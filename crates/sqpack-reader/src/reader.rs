//! Archive reader: opens every file of one archive and merges their tables.
//!
//! Open order:
//! - `.index2` (flat, authoritative for which payloads exist),
//! - `.index` (legacy rows attached to matching payloads, extra rows appended),
//! - `.dat0` .. `.datN` (sizes derived per data file).

use std::fmt;
use std::path::{Path, PathBuf};

use hashbrown::HashMap as FastHashMap;
use rustc_hash::FxHasher;
use sqpack_common::hash::PathHashes;
use tracing::info;

use crate::accessor::ByteRange;
use crate::data::SqData;
use crate::entry::ResolvedEntry;
use crate::index::{FileEntry, FileEntry2, SqIndex, SqIndex2};
use crate::{Error, Result};

type FxHashMap<K, V> = FastHashMap<K, V, std::hash::BuildHasherDefault<FxHasher>>;

/// Options controlling how an archive is opened.
#[derive(Debug, Clone, Copy)]
pub struct OpenOptions {
    strict: bool,
}

impl Default for OpenOptions {
    fn default() -> Self {
        Self { strict: true }
    }
}

impl OpenOptions {
    /// Strict verification, the default.
    pub fn new() -> Self {
        Self::default()
    }

    /// Toggle hash and coverage verification.
    ///
    /// Without it the tables are still parsed, merged and sized, but no
    /// integrity is proven.
    pub fn strict(mut self, strict: bool) -> Self {
        self.strict = strict;
        self
    }

    pub fn is_strict(&self) -> bool {
        self.strict
    }

    pub fn open<P: AsRef<Path>>(&self, path: P) -> Result<SqpackReader> {
        SqpackReader::open_with(path, *self)
    }
}

/// A fully resolved SqPack archive.
///
/// Immutable after [`open`](Self::open); share it freely across threads.
pub struct SqpackReader {
    path: PathBuf,
    index: SqIndex,
    index2: SqIndex2,
    entries: Vec<ResolvedEntry>,
    data: Vec<SqData>,
    by_full_path: FxHashMap<u32, usize>,
    by_folder_and_name: FxHashMap<(u32, u32), usize>,
}

impl SqpackReader {
    /// Open the archive whose files share `path`'s stem.
    ///
    /// `path` may name any member (usually the `.index`); siblings are found
    /// by swapping the extension.
    pub fn open<P: AsRef<Path>>(path: P, strict: bool) -> Result<Self> {
        Self::open_with(path, OpenOptions::new().strict(strict))
    }

    pub fn open_with<P: AsRef<Path>>(path: P, options: OpenOptions) -> Result<Self> {
        let path = path.as_ref().to_path_buf();
        let strict = options.strict;

        let index2 = SqIndex2::open(path.with_extension("index2"), strict)?;
        let index = SqIndex::open(path.with_extension("index"), strict)?;

        let mut entries = merge_entries(&index2.files, index.files());

        let data_file_count = index.data_file_count();
        let mut data = Vec::with_capacity(data_file_count as usize);
        for i in 0..data_file_count {
            let dat_path = path.with_extension(format!("dat{i}"));
            data.push(SqData::open(dat_path, i, &mut entries, strict)?);
        }

        let (by_full_path, by_folder_and_name) = build_lookups(&entries);

        info!(
            path = %path.display(),
            entries = entries.len(),
            data_files = data.len(),
            strict,
            "opened archive"
        );

        Ok(Self {
            path,
            index,
            index2,
            entries,
            data,
            by_full_path,
            by_folder_and_name,
        })
    }

    /// Path the archive was opened from.
    #[inline]
    pub fn path(&self) -> &Path {
        &self.path
    }

    #[inline]
    pub fn index(&self) -> &SqIndex {
        &self.index
    }

    #[inline]
    pub fn index2(&self) -> &SqIndex2 {
        &self.index2
    }

    /// All merged entries: index2 order first, then legacy-only ones.
    #[inline]
    pub fn entries(&self) -> &[ResolvedEntry] {
        &self.entries
    }

    #[inline]
    pub fn entry_count(&self) -> usize {
        self.entries.len()
    }

    #[inline]
    pub fn get(&self, index: usize) -> Option<&ResolvedEntry> {
        self.entries.get(index)
    }

    #[inline]
    pub fn iter(&self) -> impl Iterator<Item = &ResolvedEntry> + '_ {
        self.entries.iter()
    }

    #[inline]
    pub fn data_files(&self) -> &[SqData] {
        &self.data
    }

    /// Look an entry up by game path, e.g. `exd/root.exl`.
    ///
    /// Tries the index2 full-path hash first, then the legacy folder and
    /// name hash pair.
    pub fn find(&self, path: &str) -> Option<&ResolvedEntry> {
        let hashes = PathHashes::of(path);
        self.by_full_path
            .get(&hashes.full_path_hash)
            .or_else(|| {
                self.by_folder_and_name
                    .get(&(hashes.path_hash, hashes.name_hash))
            })
            .map(|&i| &self.entries[i])
    }

    /// The raw bytes of a reconciled entry.
    ///
    /// Fails with [`Error::UnknownSize`] if the entry never received a size,
    /// which happens when it names a data file the archive does not have.
    pub fn resolve(&self, entry: &ResolvedEntry) -> Result<ByteRange<'_>> {
        let data_file = entry.data_file_index();
        let offset = entry.offset();
        let unknown = || Error::UnknownSize { data_file, offset };

        let size = entry.size().ok_or_else(unknown)?;
        let data = self.data.get(data_file as usize).ok_or_else(unknown)?;

        let out_of_bounds = || Error::EntryOutOfBounds {
            data_file,
            offset,
            size,
            len: data.len(),
        };
        let start = usize::try_from(offset).map_err(|_| out_of_bounds())?;
        let end = offset
            .checked_add(size)
            .and_then(|end| usize::try_from(end).ok())
            .ok_or_else(out_of_bounds)?;
        let bytes = data.bytes().get(start..end).ok_or_else(out_of_bounds)?;

        Ok(ByteRange::new(data_file, offset, bytes))
    }
}

impl fmt::Debug for SqpackReader {
    fn fmt(&self, f: &mut fmt::Formatter<'_>) -> fmt::Result {
        f.debug_struct("SqpackReader")
            .field("path", &self.path)
            .field("entries", &self.entries.len())
            .field("data_files", &self.data.len())
            .finish()
    }
}

/// Merge both index tables into one entry list.
///
/// Every index2 row becomes an entry. A legacy row whose locator matches an
/// index2 row is attached to that entry; any other legacy row is appended as
/// an entry of its own. The locator map holds positions, never references.
pub fn merge_entries<'a, I>(index2: &[FileEntry2], legacy: I) -> Vec<ResolvedEntry>
where
    I: IntoIterator<Item = &'a FileEntry>,
{
    let mut entries: Vec<ResolvedEntry> = Vec::with_capacity(index2.len());
    let mut by_locator: FxHashMap<u32, usize> = FxHashMap::default();

    for row in index2 {
        by_locator.entry(row.locator).or_insert(entries.len());
        entries.push(ResolvedEntry::from_index2(*row));
    }

    let mut legacy_only = Vec::new();
    for row in legacy {
        match by_locator.get(&{ row.locator }) {
            Some(&i) => entries[i].legacy = Some(*row),
            None => legacy_only.push(ResolvedEntry::from_legacy(*row)),
        }
    }
    entries.extend(legacy_only);

    entries
}

fn build_lookups(
    entries: &[ResolvedEntry],
) -> (FxHashMap<u32, usize>, FxHashMap<(u32, u32), usize>) {
    let mut by_full_path = FxHashMap::default();
    let mut by_folder_and_name = FxHashMap::default();

    for (i, entry) in entries.iter().enumerate() {
        if let Some(hash) = entry.full_path_hash() {
            by_full_path.entry(hash).or_insert(i);
        }
        if let (Some(folder), Some(name)) = (entry.path_hash(), entry.name_hash()) {
            by_folder_and_name.entry((folder, name)).or_insert(i);
        }
    }

    (by_full_path, by_folder_and_name)
}

#[cfg(test)]
mod tests {
    use super::*;

    fn row2(hash: u32, locator: u32) -> FileEntry2 {
        FileEntry2 {
            full_path_hash: hash,
            locator,
        }
    }

    fn row(folder: u32, name: u32, locator: u32) -> FileEntry {
        FileEntry {
            name_hash: name,
            path_hash: folder,
            locator,
            padding: 0,
        }
    }

    #[test]
    fn test_merge_attaches_and_appends() {
        let index2 = [row2(0xA, 0x100), row2(0xB, 0x110)];
        let legacy = [row(1, 2, 0x110), row(3, 4, 0x120)];

        let entries = merge_entries(&index2, legacy.iter());
        assert_eq!(entries.len(), 3);

        // index2 only
        assert_eq!(entries[0].full_path_hash(), Some(0xA));
        assert!(entries[0].legacy.is_none());

        // both
        assert_eq!(entries[1].full_path_hash(), Some(0xB));
        assert_eq!(entries[1].name_hash(), Some(2));
        assert_eq!(entries[1].offset(), 0x880);

        // legacy only
        assert!(entries[2].index2.is_none());
        assert_eq!(entries[2].path_hash(), Some(3));
        assert_eq!(entries[2].offset(), 0x900);
    }

    #[test]
    fn test_merge_keeps_legacy_duplicates() {
        let legacy = [row(1, 2, 0x200), row(1, 3, 0x200)];
        let entries = merge_entries(&[], legacy.iter());
        assert_eq!(entries.len(), 2);
        assert!(entries.iter().all(|e| e.index2.is_none()));
    }

    #[test]
    fn test_lookups_prefer_first_entry() {
        let index2 = [row2(0xA, 0x100), row2(0xA, 0x110)];
        let entries = merge_entries(&index2, std::iter::empty());
        let (by_full_path, by_folder_and_name) = build_lookups(&entries);
        assert_eq!(by_full_path.get(&0xA), Some(&0));
        assert!(by_folder_and_name.is_empty());
    }

    #[test]
    fn test_default_options_are_strict() {
        assert!(OpenOptions::new().is_strict());
        assert!(!OpenOptions::new().strict(false).is_strict());
    }

    #[test]
    fn test_missing_archive() {
        let err = SqpackReader::open("/nonexistent/000000.win32.index", true).unwrap_err();
        assert!(matches!(err, Error::Open { .. }));
    }
}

**WORK INSTRUCTIONS**
Copy each line above that contains the word "UnknownSize".

**EXERCISE RESULT**
    /// Fails with [`Error::UnknownSize`] if the entry never received a size,
        let unknown = || Error::UnknownSize { data_file, offset };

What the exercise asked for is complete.